InuYasha Fan Fiction ❯ A Purity Short: Cacophony ❯ Settled In ( Chapter 6 )
[ X - Adult: No readers under 18. Contains Graphic Adult Themes/Extreme violence. ]
~Chapter Six~
~Settled In~
~o~
Cartham opened his eyes and grimaced as his legs protested the
cramped position that he’d assumed in the night on the rather small
couch in Kelly’s living room.~Settled In~
~o~
He still wasn’t entirely sure, just how she’d talked him into staying with her. He supposed it had something to do with the abject horror on her face when he’d stopped by the motel to grab the cell phone he’d purchased on his own plan for her. He had opted to stay in a bare-bones kind of place that had rooms that were rented out by the hour on one end and by the week on the other with a window air conditioning unit, rattling noisily and sounding like it was ready to break down.
After she’d spotted the handful of cockroaches that scuttled off when he’d turned on the light, she’d said nothing, but she had marched over and grabbed his knapsack off the rickety old table and stomped back out of the room again.
When he’d joined her, she’d informed him in a tight and clipped tone that he was going to stay with her on her sofa—after he went through his bag and made sure that he wasn’t toting any unwanted ‘visitors’, that was.
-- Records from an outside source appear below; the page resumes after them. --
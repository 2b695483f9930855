use serde::{Deserialize, Serialize};

use crate::errors::EncodeError;

/// Default header text written when the caller supplies none.
pub const DEFAULT_HEADER: &str = "relief-mesh binary STL";

/// Scale factors and header comment for one encoding call.
#[derive(Debug, Clone, PartialEq, Serialize, Deserialize)]
#[serde(default)]
pub struct EncodeOptions {
    /// Model units of Z for a sample of 1.0 (the maximum carve depth).
    pub depth_scale: f32,
    /// Model units between neighbouring grid samples in X and Y.
    pub grid_scale: f32,
    /// Free-text header comment; truncated to 80 bytes.
    pub header: Option<String>,
}

impl Default for EncodeOptions {
    fn default() -> Self {
        Self {
            depth_scale: 20.0,
            grid_scale: 1.0,
            header: None,
        }
    }
}

impl EncodeOptions {
    pub fn new(depth_scale: f32, grid_scale: f32) -> Self {
        Self {
            depth_scale,
            grid_scale,
            header: None,
        }
    }

    pub fn with_header(mut self, header: impl Into<String>) -> Self {
        self.header = Some(header.into());
        self
    }

    /// Reject non-positive or non-finite scale factors.
    pub fn validate(&self) -> Result<(), EncodeError> {
        check_scale("depth_scale", self.depth_scale)?;
        check_scale("grid_scale", self.grid_scale)
    }

    /// Header text with non-ASCII characters replaced by `?`.
    pub(crate) fn header_text(&self) -> String {
        self.header
            .as_deref()
            .unwrap_or(DEFAULT_HEADER)
            .chars()
            .map(|c| if c.is_ascii() { c } else { '?' })
            .collect()
    }
}

fn check_scale(name: &'static str, value: f32) -> Result<(), EncodeError> {
    if value.is_finite() && value > 0.0 {
        Ok(())
    } else {
        Err(EncodeError::InvalidScale { name, value })
    }
}

#[cfg(test)]
mod tests {
    use super::*;

    #[test]
    fn default_options_are_valid() {
        let opts = EncodeOptions::default();
        assert_eq!(opts.depth_scale, 20.0);
        assert_eq!(opts.grid_scale, 1.0);
        assert!(opts.validate().is_ok());
    }

    #[test]
    fn rejects_bad_scales() {
        for (depth, grid) in [(0.0, 1.0), (1.0, -2.0), (f32::NAN, 1.0), (1.0, f32::INFINITY)] {
            assert!(matches!(
                EncodeOptions::new(depth, grid).validate(),
                Err(EncodeError::InvalidScale { .. })
            ));
        }
    }

    #[test]
    fn header_text_replaces_non_ascii() {
        let opts = EncodeOptions::default().with_header("relief – café");
        assert_eq!(opts.header_text(), "relief ? caf?");
        assert_eq!(EncodeOptions::default().header_text(), DEFAULT_HEADER);
    }
}
//! Byte-level tests for the relief STL encoder.

use proptest::prelude::*;
use relief_mesh::{
    encode_relief, encode_relief_ascii, expected_stl_len, read_binary_stl, relief_triangles,
    EncodeError, EncodeOptions, Heightmap, Vertex,
};

fn triangle_count(stl: &[u8]) -> u32 {
    u32::from_le_bytes([stl[80], stl[81], stl[82], stl[83]])
}

/// Deterministic, non-flat heightmap.
fn ramp(width: usize, height: usize) -> Heightmap {
    let n = width * height;
    let samples = (0..n).map(|i| i as f32 / n as f32).collect();
    Heightmap::from_samples(width, height, samples).unwrap()
}

#[test]
fn four_by_four_zero_relief() {
    let hm = Heightmap::flat(4, 4, 0.0).unwrap();
    let stl = encode_relief(&hm, &EncodeOptions::new(20.0, 3.0)).unwrap();
    assert_eq!(stl.len(), 984);
    assert_eq!(triangle_count(&stl), 18);

    let doc = read_binary_stl(&stl).unwrap();
    for tri in &doc.triangles {
        assert_eq!(tri.normal, Vertex::ZERO);
        for v in &tri.vertices {
            assert_eq!(v.z, 0.0);
            for c in [v.x, v.y] {
                assert!((0.0..=9.0).contains(&c), "coordinate {c} out of range");
                assert_eq!(c % 3.0, 0.0, "coordinate {c} not on the grid");
            }
        }
    }
}

#[test]
fn flat_relief_has_constant_depth() {
    let c = 0.37f32;
    let depth = 12.5f32;
    let hm = Heightmap::flat(5, 3, c).unwrap();
    let stl = encode_relief(&hm, &EncodeOptions::new(depth, 1.0)).unwrap();
    let doc = read_binary_stl(&stl).unwrap();
    assert_eq!(doc.triangle_count(), 16);
    assert!(doc
        .triangles
        .iter()
        .flat_map(|t| t.vertices.iter())
        .all(|v| v.z == c * depth));
}

#[test]
fn output_is_byte_identical_across_runs() {
    let hm = ramp(17, 9);
    let opts = EncodeOptions::new(6.0, 0.5).with_header("determinism");
    let first = encode_relief(&hm, &opts).unwrap();
    let second = encode_relief(&hm.clone(), &opts.clone()).unwrap();
    assert_eq!(first, second);
}

#[test]
fn binary_records_follow_the_triangle_stream() {
    let hm = ramp(6, 4);
    let opts = EncodeOptions::new(3.0, 2.0);
    let doc = read_binary_stl(&encode_relief(&hm, &opts).unwrap()).unwrap();
    let streamed: Vec<_> = relief_triangles(&hm, 3.0, 2.0).collect();
    assert_eq!(doc.triangles, streamed);
}

#[test]
fn header_is_nul_padded_and_readable() {
    let hm = Heightmap::flat(2, 3, 0.5).unwrap();
    let stl = encode_relief(&hm, &EncodeOptions::default().with_header("CNC relief panel")).unwrap();
    let doc = read_binary_stl(&stl).unwrap();
    assert_eq!(doc.header_text(), "CNC relief panel");
    assert!(stl[16..80].iter().all(|&b| b == 0));
}

#[test]
fn ascii_and_binary_agree_on_triangle_count() {
    let hm = ramp(5, 5);
    let opts = EncodeOptions::default();
    let text = encode_relief_ascii(&hm, &opts).unwrap();
    let bin = encode_relief(&hm, &opts).unwrap();
    assert_eq!(text.matches("endfacet").count() as u32, triangle_count(&bin));
}

#[test]
fn hand_built_degenerate_heightmap_is_zero_grid() {
    let hm = Heightmap::from_samples(3, 1, vec![0.1, 0.2, 0.3]).unwrap();
    assert_eq!(
        encode_relief(&hm, &EncodeOptions::default()).unwrap_err(),
        EncodeError::ZeroGrid {
            width: 3,
            height: 1
        }
    );
}

#[test]
fn heightmap_from_json_is_validated_before_encoding() {
    let bad = serde_json::from_str::<Heightmap>(
        r#"{"width":3,"height":3,"samples":[0.0,0.5,7.0,1.0]}"#,
    );
    assert!(bad.is_err());

    let good: Heightmap =
        serde_json::from_str(r#"{"width":2,"height":2,"samples":[0.0,0.5,0.25,1.0]}"#).unwrap();
    let stl = encode_relief(&good, &EncodeOptions::default()).unwrap();
    assert_eq!(stl.len(), 184);
}

proptest! {
    #[test]
    fn buffer_length_matches_grid(w in 2usize..24, h in 2usize..24) {
        let stl = encode_relief(&Heightmap::flat(w, h, 0.5).unwrap(), &EncodeOptions::default()).unwrap();
        prop_assert_eq!(stl.len(), 84 + 50 * (w - 1) * (h - 1) * 2);
        prop_assert_eq!(Some(stl.len()), expected_stl_len(w, h));
        prop_assert_eq!(triangle_count(&stl) as usize, (w - 1) * (h - 1) * 2);
    }

    #[test]
    fn header_never_spills_past_80_bytes(comment in "[ -~]{0,300}") {
        let hm = Heightmap::flat(3, 2, 0.0).unwrap();
        let stl = encode_relief(&hm, &EncodeOptions::default().with_header(comment.clone())).unwrap();
        prop_assert_eq!(stl.len(), 84 + 4 * 50);
        prop_assert_eq!(triangle_count(&stl), 4);
        let kept = comment.len().min(80);
        prop_assert_eq!(&stl[..kept], &comment.as_bytes()[..kept]);
        prop_assert!(stl[kept..80].iter().all(|&b| b == 0));
    }

    #[test]
    fn encoding_is_deterministic(
        w in 2usize..10,
        h in 2usize..10,
        depth in 0.1f32..100.0,
        grid in 0.1f32..10.0,
    ) {
        let hm = ramp(w, h);
        let opts = EncodeOptions::new(depth, grid);
        prop_assert_eq!(encode_relief(&hm, &opts).unwrap(), encode_relief(&hm, &opts).unwrap());
    }
}
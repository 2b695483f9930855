//! `relief` — turn a grayscale depth image into a millable STL relief.

use std::fs;
use std::path::{Path, PathBuf};

use anyhow::{Context, Result};
use clap::{Args, Parser, Subcommand};
use height_sampler::decode_raster;
use relief_bridge::{export_depth_map, export_relief, export_relief_ascii, load_request, ExportRequest};
use relief_mesh::read_binary_stl;
use relief_types::{ChannelMode, GridSize};
use tracing::info;

#[derive(Parser)]
#[command(name = "relief")]
#[command(about = "Convert depth-map images into STL relief meshes")]
#[command(version)]
struct Cli {
    #[command(subcommand)]
    command: Commands,
}

#[derive(Subcommand)]
enum Commands {
    /// Sample an image and write a relief STL
    Export {
        /// Source image (PNG, JPEG, GIF, WebP, BMP)
        image: PathBuf,
        /// Output STL path
        #[arg(short, long)]
        output: PathBuf,
        #[command(flatten)]
        params: ParamArgs,
        /// Maximum carve depth for a white pixel
        #[arg(long)]
        depth: Option<f32>,
        /// Spacing between grid samples
        #[arg(long)]
        grid: Option<f32>,
        /// Header comment (truncated to 80 bytes)
        #[arg(long)]
        header: Option<String>,
        /// Write ASCII STL instead of binary
        #[arg(long)]
        ascii: bool,
    },
    /// Sample an image and write the heightmap as a grayscale PNG
    DepthMap {
        image: PathBuf,
        #[arg(short, long)]
        output: PathBuf,
        #[command(flatten)]
        params: ParamArgs,
    },
    /// Print the header and triangle count of a binary STL
    Inspect { stl: PathBuf },
}

#[derive(Args)]
struct ParamArgs {
    /// JSON export request; flags below override its fields
    #[arg(long)]
    config: Option<PathBuf>,
    /// Heightmap width in samples
    #[arg(long)]
    width: Option<usize>,
    /// Heightmap height in samples
    #[arg(long)]
    height: Option<usize>,
    /// Use the red channel only instead of averaging RGB
    #[arg(long)]
    red_only: bool,
}

impl ParamArgs {
    fn request(&self) -> Result<ExportRequest> {
        let mut request = match &self.config {
            Some(path) => {
                let json = fs::read_to_string(path)
                    .with_context(|| format!("reading config {}", path.display()))?;
                load_request(&json).with_context(|| format!("parsing config {}", path.display()))?
            }
            None => ExportRequest::default(),
        };
        request.grid = GridSize::new(
            self.width.unwrap_or(request.grid.width),
            self.height.unwrap_or(request.grid.height),
        );
        if self.red_only {
            request.channel_mode = ChannelMode::RedOnly;
        }
        Ok(request)
    }
}

fn main() -> Result<()> {
    tracing_subscriber::fmt()
        .with_writer(std::io::stderr)
        .with_env_filter(
            tracing_subscriber::EnvFilter::try_from_default_env()
                .unwrap_or_else(|_| tracing_subscriber::EnvFilter::new("info")),
        )
        .init();

    let cli = Cli::parse();
    match cli.command {
        Commands::Export {
            image,
            output,
            params,
            depth,
            grid,
            header,
            ascii,
        } => {
            let mut request = params.request()?;
            if let Some(depth) = depth {
                request.depth_scale = depth;
            }
            if let Some(grid) = grid {
                request.grid_scale = grid;
            }
            if header.is_some() {
                request.header = header;
            }

            let raster = read_image(&image)?;
            if ascii {
                let text = export_relief_ascii(raster.view(), &request).context("exporting relief")?;
                write_output(&output, text.as_bytes())?;
            } else {
                let stl = export_relief(raster.view(), &request).context("exporting relief")?;
                write_output(&output, &stl)?;
            }
        }
        Commands::DepthMap {
            image,
            output,
            params,
        } => {
            let request = params.request()?;
            let raster = read_image(&image)?;
            let png = export_depth_map(raster.view(), &request).context("exporting depth map")?;
            write_output(&output, &png)?;
        }
        Commands::Inspect { stl } => {
            let bytes = fs::read(&stl).with_context(|| format!("reading {}", stl.display()))?;
            let doc = read_binary_stl(&bytes).with_context(|| format!("parsing {}", stl.display()))?;
            println!("header:    {}", doc.header_text());
            println!("triangles: {}", doc.triangle_count());
            println!("bytes:     {}", bytes.len());
        }
    }
    Ok(())
}

fn read_image(path: &Path) -> Result<relief_types::RasterImage> {
    let bytes = fs::read(path).with_context(|| format!("reading {}", path.display()))?;
    let raster = decode_raster(&bytes).with_context(|| format!("decoding {}", path.display()))?;
    info!(path = %path.display(), width = raster.width, height = raster.height, "loaded source image");
    Ok(raster)
}

/// Write the finished buffer in one call; nothing is written on earlier failure.
fn write_output(path: &Path, bytes: &[u8]) -> Result<()> {
    fs::write(path, bytes).with_context(|| format!("writing {}", path.display()))?;
    info!(path = %path.display(), bytes = bytes.len(), "wrote output");
    Ok(())
}
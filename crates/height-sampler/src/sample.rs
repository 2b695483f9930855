use relief_types::{ChannelMode, GridSize, Heightmap, RasterView};
use tracing::{debug, instrument};

use crate::errors::SampleError;

/// Downsample `source` to a `grid.width × grid.height` heightmap.
///
/// Target cell `(x, y)` reads source pixel
/// `(floor(x * src_w / W), floor(y * src_h / H))` and reduces it with `mode`.
/// The source is only read; the result owns its samples.
#[instrument(skip(source), fields(src_w = source.width, src_h = source.height))]
pub fn sample_heightmap(
    source: RasterView<'_>,
    grid: GridSize,
    mode: ChannelMode,
) -> Result<Heightmap, SampleError> {
    if grid.width < 2 || grid.height < 2 {
        return Err(SampleError::InvalidResolution {
            width: grid.width,
            height: grid.height,
        });
    }
    let too_large = SampleError::GridTooLarge {
        width: grid.width,
        height: grid.height,
    };
    let cells = grid.width.checked_mul(grid.height).ok_or(too_large.clone())?;
    let bytes = cells
        .checked_mul(std::mem::size_of::<f32>())
        .ok_or(too_large)?;
    validate_source(&source)?;

    let mut samples = Vec::new();
    samples
        .try_reserve_exact(cells)
        .map_err(|_| SampleError::AllocationFailure { bytes })?;
    for y in 0..grid.height {
        let sy = scale_index(y, source.height, grid.height);
        for x in 0..grid.width {
            let sx = scale_index(x, source.width, grid.width);
            samples.push(mode.reduce(source.pixel(sx, sy)));
        }
    }
    debug!(samples = samples.len(), ?mode, "sampled heightmap");

    Ok(Heightmap::from_samples(grid.width, grid.height, samples)?)
}

/// `floor(i * src / dst)` without intermediate overflow.
fn scale_index(i: usize, src: usize, dst: usize) -> usize {
    (i as u128 * src as u128 / dst as u128) as usize
}

fn validate_source(source: &RasterView<'_>) -> Result<(), SampleError> {
    if source.stride < 3 {
        return Err(SampleError::InvalidStride {
            stride: source.stride,
        });
    }
    let expected = source.expected_len().unwrap_or(usize::MAX);
    if source.width == 0 || source.height == 0 || source.pixels.len() != expected {
        return Err(SampleError::EmptySource {
            expected,
            actual: source.pixels.len(),
        });
    }
    Ok(())
}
He had, of course, pointed out that he could easily change his accommodations now that his objective had been met. She’d snorted and shook her head, muttering under her breath that he could stay with her since she had no idea, how to work the coffee machine he’d bought for her—a housewarming gift, he’d said. Even so, she still hadn’t wanted it once she’d spotted the three-hundred-dollar price tag. Too bad he hadn’t given her a choice in the matter, citing that he wanted a decent cup of Joe whenever he happened to stop by, which had almost caused another disagreement since she wasn’t amused when he’d forked over nearly a hundred dollars on a five-pound bag of the good stuff.
When she’d reappeared so they could leave to get the coffee machine and the coffee that he’d found, courtesy of Google, at a small but very nice specialty shop a few blocks from Kelly’s apartment, she’d given him an envelope with five-hundred-thirty dollars in it with a very proud flourish. He’d taken it and said nothing else, figuring that she likely didn’t want to make a fuss over it. But he had asked her if she was sure, did she need any of it back for anything at all, and she stubbornly shook her head, true to form.
It was a little surprising to him that she’d accepted the cell phone easily enough. Before she could start her normal protests, he’d told her that he’d gotten it for a couple hundred on his plan and that her part of the bill would only be forty-five dollars a month, that he’d add it to the amount that she’d already borrowed, but it was cheaper than setting up her own phone. She’d taken it, and then, she’d harassed him for the next hour, taking random photos of him and applying filters that made him look pretty stupid.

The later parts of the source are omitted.